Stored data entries
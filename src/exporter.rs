use std::fs;
use std::path::{Path, PathBuf};

use chrono::{DateTime, Utc};
use serde::{Deserialize, Serialize};
use tracing::warn;

use crate::models::{generate_id, Listing, ListingKind, ListingStatus, ListingValue};
use crate::utils::error::Result;

/// One listing in the export snapshot, with the tracked value expanded from
/// its stored JSON form.
#[derive(Debug, Clone, Serialize, Deserialize)]
pub struct ExportRecord {
    pub id: String,
    pub kind: ListingKind,
    pub title: String,
    pub category: String,
    pub url: String,
    pub value: ListingValue,
    pub status: ListingStatus,
    pub first_seen_at: DateTime<Utc>,
    pub last_seen_at: DateTime<Utc>,
}

pub struct Exporter {
    path: PathBuf,
}

impl Exporter {
    pub fn new(path: impl Into<PathBuf>) -> Self {
        Self { path: path.into() }
    }

    /// Write the full snapshot, replacing the previous export atomically:
    /// serialize to a temp file in the destination directory, then rename.
    /// A concurrent reader sees either the old export or the new one, never
    /// a truncated file.
    pub fn write_snapshot(&self, listings: &[Listing]) -> Result<usize> {
        let records: Vec<ExportRecord> = listings
            .iter()
            .filter_map(|listing| match listing.value() {
                Ok(value) => Some(ExportRecord {
                    id: listing.id.clone(),
                    kind: listing.kind,
                    title: listing.title.clone(),
                    category: listing.category.clone(),
                    url: listing.url.clone(),
                    value,
                    status: listing.status,
                    first_seen_at: listing.first_seen_at,
                    last_seen_at: listing.last_seen_at,
                }),
                Err(e) => {
                    warn!(id = %listing.id, error = %e, "skipping unreadable listing in export");
                    None
                }
            })
            .collect();

        let body = serde_json::to_vec_pretty(&records)?;

        if let Some(parent) = self.path.parent() {
            if !parent.as_os_str().is_empty() {
                fs::create_dir_all(parent)?;
            }
        }

        let tmp_path = self.tmp_path();
        fs::write(&tmp_path, &body)?;
        if let Err(e) = fs::rename(&tmp_path, &self.path) {
            let _ = fs::remove_file(&tmp_path);
            return Err(e.into());
        }

        Ok(records.len())
    }

    pub fn path(&self) -> &Path {
        &self.path
    }

    fn tmp_path(&self) -> PathBuf {
        // Same directory as the destination so the rename stays on one
        // filesystem.
        let file_name = self
            .path
            .file_name()
            .map(|n| n.to_string_lossy().to_string())
            .unwrap_or_else(|| "export.json".to_string());
        self.path
            .with_file_name(format!(".{}.{}.tmp", file_name, generate_id()))
    }
}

• WORK TASK:
Across all the records, find the lines containing the word "ListingValue" and reproduce each one.

• YOUR SOLUTION:
use crate::models::{generate_id, Listing, ListingKind, ListingStatus, ListingValue};
    pub value: ListingValue,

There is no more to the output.